House museum holiday

Time-travel to the 1870s to experience a Victorian Christmas at the Alexander Ramsey House in St. Paul. The opulent mansion was built by Ramsey, Minnesota’s first territorial governor, in the fashionable Irvine Park neighborhood. The 11,000-square-foot home was equipped with the latest technology, including hot and cold running water, gas lighting and steam-heated radiators.

Today the rooms are filled with thousands of original items, including ornaments and Christmas gifts. During the Minnesota Historical Society-guided tours, guests can sample cookies fresh from the wood-burning stove, listen to popular holiday music played on the family’s Steinway piano and find out how the Ramsey family and servants prepared for and celebrated the Christmas season.

“A Victorian Christmas” tours are 60 minutes long and start every half-hour, Wed.-Sun. through Jan. 1, except Dec. 25, at 265 Exchange St., St. Paul. Cost is $11 for adults; $9 for seniors and college students; $7 for ages 5-17, with a $3 discount for Historical Society members. Go to or call 651-296-8760.

Fairy garden how-to

Learn how to design a miniature fairy landscape using tiny plants and accessories at a free Holiday Fairy Garden Workshop, 2:30 p.m. Dec. 4 at Gertens, 5500 Blaine Av., Inver Grove Heights. Fairy gardens are ideal for easy-care indoor containers. All ages are welcome. Register at



Kitchen, bath trends

Kitchens and bathrooms remain top selling features when it comes to real estate. How does one stay on trend without being trendy?

The key is to incorporate elements that are not only aesthetically pleasing, but also highly functional. Not sure what may be worth your hard-earned renovation dollars? Here are 10 trends in kitchens and bathrooms that should help keep you on the right path.


1. Lacquer cabinets. Lacquer cabinets are more popular than wood. Sleek and minimal, a lot of homeowners love the low maintenance and modern edge.

2. Two-tone cabinets. From mixing materials to mixing finishes and colors, cabinets that don’t necessarily match are en vogue. The application is typically executed with an upper cabinet in one finish contrasted with a different finish or material on lower cabinets.

3. Highly functioning kitchens, with niche items such as steam ovens and pot fillers. Not long ago, kitchens that were attractive but not necessarily functional were on the forefront of design. Now, postrecession, homeowners demand the most for their money, and this includes sturdy, long-lasting appliances.

4. Paneled appliances. It remains a trend to have appliances that are unseen. Paneled appliances, from dishwashers to refrigerators, are the desired choice.

5. Dark floors. Roughly a decade ago, when it came to flooring, the lighter the better. These days the trend is toward darker, deeper tones.

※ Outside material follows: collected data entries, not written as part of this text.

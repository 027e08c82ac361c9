// projeto: streamtrend
// file: src/neural/config.rs
// TOML configuration for the pipeline, the model and the training run

use log::info;
use serde::{Deserialize, Serialize};
use std::fs;
use std::path::Path;

use crate::neural::model::DropoutRates;
use crate::neural::utils::{LearningRateScheduler, TrainingError};

#[derive(Debug, Clone, Default, PartialEq, Serialize, Deserialize)]
#[serde(default)]
pub struct AppConfig {
    pub pipeline: PipelineConfig,
    pub model: ModelConfig,
    pub training: TrainingConfig,
    pub evaluation: EvaluationConfig,
    pub output: OutputConfig,
}

#[derive(Debug, Clone, PartialEq, Serialize, Deserialize)]
#[serde(default)]
pub struct PipelineConfig {
    pub top_n: usize,
    pub window_size: usize,
    pub train_ratio: f64,
}

#[derive(Debug, Clone, PartialEq, Serialize, Deserialize)]
#[serde(default)]
pub struct ModelConfig {
    pub gru_units: Vec<usize>,
    pub dense_units: usize,
    pub input_dropout: f64,
    pub recurrent_dropout: f64,
    pub dense_dropout: f64,
    pub l2_weight: f64,
    pub learning_rate: f64,
    pub clip_norm: f64,
    pub lr_schedule: LearningRateScheduler,
    pub seed: u64,
}

#[derive(Debug, Clone, PartialEq, Serialize, Deserialize)]
#[serde(default)]
pub struct TrainingConfig {
    pub epochs: usize,
    pub batch_size: usize,
    pub patience: usize,
    pub uncertainty_passes: usize,
}

#[derive(Debug, Clone, PartialEq, Serialize, Deserialize)]
#[serde(default)]
pub struct EvaluationConfig {
    pub importance_seed: u64,
}

#[derive(Debug, Clone, PartialEq, Serialize, Deserialize)]
#[serde(default)]
pub struct OutputConfig {
    pub model_path: String,
    pub report_path: String,
    pub history_path: String,
}

impl Default for PipelineConfig {
    fn default() -> Self {
        PipelineConfig { top_n: 10, window_size: 7, train_ratio: 0.8 }
    }
}

impl Default for ModelConfig {
    fn default() -> Self {
        ModelConfig {
            gru_units: vec![64, 32],
            dense_units: 32,
            input_dropout: 0.2,
            recurrent_dropout: 0.2,
            dense_dropout: 0.3,
            l2_weight: 0.001,
            learning_rate: 0.001,
            clip_norm: 1.0,
            lr_schedule: LearningRateScheduler::Constant,
            seed: 42,
        }
    }
}

impl ModelConfig {
    pub fn dropout(&self) -> DropoutRates {
        DropoutRates {
            input: self.input_dropout,
            recurrent: self.recurrent_dropout,
            dense: self.dense_dropout,
        }
    }
}

impl Default for TrainingConfig {
    fn default() -> Self {
        TrainingConfig { epochs: 100, batch_size: 32, patience: 15, uncertainty_passes: 10 }
    }
}

impl Default for EvaluationConfig {
    fn default() -> Self {
        EvaluationConfig { importance_seed: 42 }
    }
}

impl Default for OutputConfig {
    fn default() -> Self {
        OutputConfig {
            model_path: "output/streamtrend_model.json".to_string(),
            report_path: "output/evaluation_report.json".to_string(),
            history_path: "output/training_history.csv".to_string(),
        }
    }
}

impl AppConfig {
    /// Reads `path` if it exists, otherwise falls back to the defaults.
    /// Missing keys inside a present file take their default values.
    pub fn load<P: AsRef<Path>>(path: P) -> Result<Self, TrainingError> {
        let path = path.as_ref();
        if path.exists() {
            let content = fs::read_to_string(path)?;
            let config = Self::from_toml(&content)?;
            info!("⚙️ Configuration loaded from: {}", path.display());
            Ok(config)
        } else {
            info!("📄 No configuration file at {}, using defaults", path.display());
            Ok(AppConfig::default())
        }
    }

    pub fn from_toml(content: &str) -> Result<Self, TrainingError> {
        let config: AppConfig = toml::from_str(content)
            .map_err(|e| TrainingError::Config(e.to_string()))?;
        config.validate()?;
        Ok(config)
    }

    pub fn to_toml(&self) -> Result<String, TrainingError> {
        toml::to_string_pretty(self).map_err(|e| TrainingError::Config(e.to_string()))
    }

    pub fn validate(&self) -> Result<(), TrainingError> {
        let p = &self.pipeline;
        if p.top_n == 0 || p.window_size == 0 {
            return Err(TrainingError::Config("top_n and window_size must be positive".to_string()));
        }
        if !(0.0..=1.0).contains(&p.train_ratio) {
            return Err(TrainingError::Config(format!("train_ratio {} outside [0, 1]", p.train_ratio)));
        }
        let m = &self.model;
        for (name, rate) in [("input", m.input_dropout), ("recurrent", m.recurrent_dropout), ("dense", m.dense_dropout)] {
            if !(0.0..1.0).contains(&rate) {
                return Err(TrainingError::Config(format!("{} dropout {} outside [0, 1)", name, rate)));
            }
        }
        if self.training.batch_size == 0 || self.training.uncertainty_passes == 0 {
            return Err(TrainingError::Config("batch_size and uncertainty_passes must be positive".to_string()));
        }
        Ok(())
    }
}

1. Wallpaper. It was insanely popular in the ’70s, on walls and even ceilings. Wallpaper made a comeback years ago, and remains red hot. The bolder the better.

2. Deep soaking tubs. Spas are highly desirable to potential buyers and homeowners.

3. Separate showers and bathtubs. If space is available, creating a separate shower, preferably with rain-shower features, is the way to go.

4. Walk-in showers. The luxuriousness of a walk-in shower promotes feelings of serenity, calm and luxury.

5. Sculptural faucets and fixtures. Utilitarian is out, and sculptural statement pieces are in.